Is this precognition? Perhaps. But more importantly to those of us with a spiritual bent, stories like this suggest there may be an invisible power or consciousness in the universe that you can tap into with your thoughts and dreams to help yourself and others thrive. Whether you are spiritually inclined or not, precognitive experiences, and learning how to understand and interpret them, can give you the inspiration and power to create the future of your dreams.
We hope this chapter has helped you make sense of premonitions from Julia’s scientific perspective. We’ve quickly breezed through some very heady topics – causality, causal loops, quantum effects, and different ways to resolve the paradoxes that seem to emerge from causal loops – and you can find out more by checking out the books and scientific journal articles referenced in the notes at the back of this book. The basic point of all the scientific ideas we threw at you is that there is a lot of disagreement about how the flow of time works and how or whether one thing causes another. If you take home one idea out of all of these, make it that the everyday feeling that the future has no effect on the present is not necessarily true. As a result of the current uncertainty about time and causality in philosophical and scientific circles, it is not at all unreasonable to talk in a serious way about the possibility of genuine precognition.
We also hope that our brief mention of spirituality has opened your mind to the idea that there may be a spiritual perspective as well. Both Theresa and Julia treasure the spiritual aspects of precognition, because premonitions can act as reminders that there may be an eternal part of us that exists outside of time and space. There may well be a scientific explanation for this eternal part, and if one is found, science and spirituality will become happy partners. Much of Part 2 will be devoted to the spiritual and wellbeing components of becoming a Positive Precog, and we will continue to marry those elements with scientific research as we go.

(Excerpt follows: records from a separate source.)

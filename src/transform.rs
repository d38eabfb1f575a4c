//! Preprocessing stages of the decode pipeline.
//!
//! Each stage is a pure function from one [`PixelBuffer`] to a new one. The
//! set is closed; the pipeline walks them in order from least to most
//! destructive.

use std::fmt;

use image::GrayImage;

use crate::config::PipelineConfig;
use crate::error::StageError;
use crate::models::PixelBuffer;
use crate::utils::binarization::{adaptive_gaussian_binarize, otsu_binarize};
use crate::utils::blur::{Border, gaussian_blur};

/// A preprocessing stage
#[derive(Debug, Clone, Copy, PartialEq, Eq, Hash)]
pub enum Stage {
    /// Buffer passed through unchanged
    Identity,
    /// Grayscale, then Gaussian-weighted adaptive threshold
    AdaptiveThreshold,
    /// Grayscale, Gaussian blur, then Otsu global threshold
    BlurOtsu,
}

impl Stage {
    /// Canonical order: cheapest and least destructive first
    pub const ALL: [Stage; 3] = [Stage::Identity, Stage::AdaptiveThreshold, Stage::BlurOtsu];

    /// Stable identifier used in logs and configuration
    pub fn name(&self) -> &'static str {
        match self {
            Stage::Identity => "identity",
            Stage::AdaptiveThreshold => "adaptive-threshold",
            Stage::BlurOtsu => "blur-otsu",
        }
    }

    /// Parse a stage name. Accepts the canonical names and the short forms
    /// `raw`, `adaptive` and `otsu`.
    pub fn from_name(name: &str) -> Option<Stage> {
        match name.to_ascii_lowercase().as_str() {
            "identity" | "raw" => Some(Stage::Identity),
            "adaptive-threshold" | "adaptive" => Some(Stage::AdaptiveThreshold),
            "blur-otsu" | "otsu" => Some(Stage::BlurOtsu),
            _ => None,
        }
    }

    /// Produce this stage's buffer from `input`
    pub fn apply(
        &self,
        input: &PixelBuffer,
        config: &PipelineConfig,
    ) -> Result<PixelBuffer, StageError> {
        input.check_shape()?;
        match self {
            Stage::Identity => Ok(input.clone()),
            Stage::AdaptiveThreshold => {
                let gray = input.to_luma();
                let (w, h) = gray.dimensions();
                let binary = adaptive_gaussian_binarize(
                    gray.as_raw(),
                    w as usize,
                    h as usize,
                    config.adaptive_block_size as usize,
                    config.adaptive_offset,
                );
                luma_buffer(w, h, binary)
            }
            Stage::BlurOtsu => {
                let gray = input.to_luma();
                let (w, h) = gray.dimensions();
                let blurred = gaussian_blur(
                    gray.as_raw(),
                    w as usize,
                    h as usize,
                    config.blur_kernel_size as usize,
                    0.0,
                    Border::Reflect101,
                );
                let (binary, threshold) = otsu_binarize(&blurred);
                tracing::trace!(threshold, "otsu threshold selected");
                luma_buffer(w, h, binary)
            }
        }
    }
}

impl fmt::Display for Stage {
    fn fmt(&self, f: &mut fmt::Formatter<'_>) -> fmt::Result {
        f.write_str(self.name())
    }
}

fn luma_buffer(width: u32, height: u32, data: Vec<u8>) -> Result<PixelBuffer, StageError> {
    let actual = data.len();
    GrayImage::from_raw(width, height, data)
        .map(PixelBuffer::Luma)
        .ok_or(StageError::LengthMismatch {
            expected: width as usize * height as usize,
            actual,
        })
}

1 Here, physics buffs might chime in with some concerns about the Second Law of Thermodynamics. Okay, physics rock stars! As you know, the Second Law states that in a closed system, disorder is very unlikely to decrease – and as such, you may believe this means that there is an “arrow of time” that is set by the Second Law, and this arrow goes in only the forward direction. As a result, you might also think that any talk of a future event influencing the past is bogus. We would ask you to consider four ideas.
2 Here we are not specifically talking about closed timelike curves, but causal loops in general.
3 For those concerned that the idea of messages from the future suggests such a message would be travelling faster than the speed of light, a few thoughts: 1) “message” here is used colloquially to mean “information” – essentially a correlation between present and future events that can’t be explained by deduction or induction but is not necessarily a signal; 2) recently it has been suggested that superluminal signalling is not actually prohibited by special relativity (Weinstein, S, “Superluminal signaling and relativity”, Synthese, 148(2), 2006: 381–99); and 3) the no-signalling theorem(s) may actually be logically circular (Kennedy, J B, “On the empirical foundations of the quantum no-signalling proofs”, Philosophy of Science, 62(4), 1995: 543–60.)
4 Note that in the movie Minority Report, the future was considered set in stone, which was part of the problem of the Pre-Crime Programme. However, at the end of the movie it becomes clear that the future envisioned did not occur, suggesting the idea that futures unfold probabilistically rather than definitely.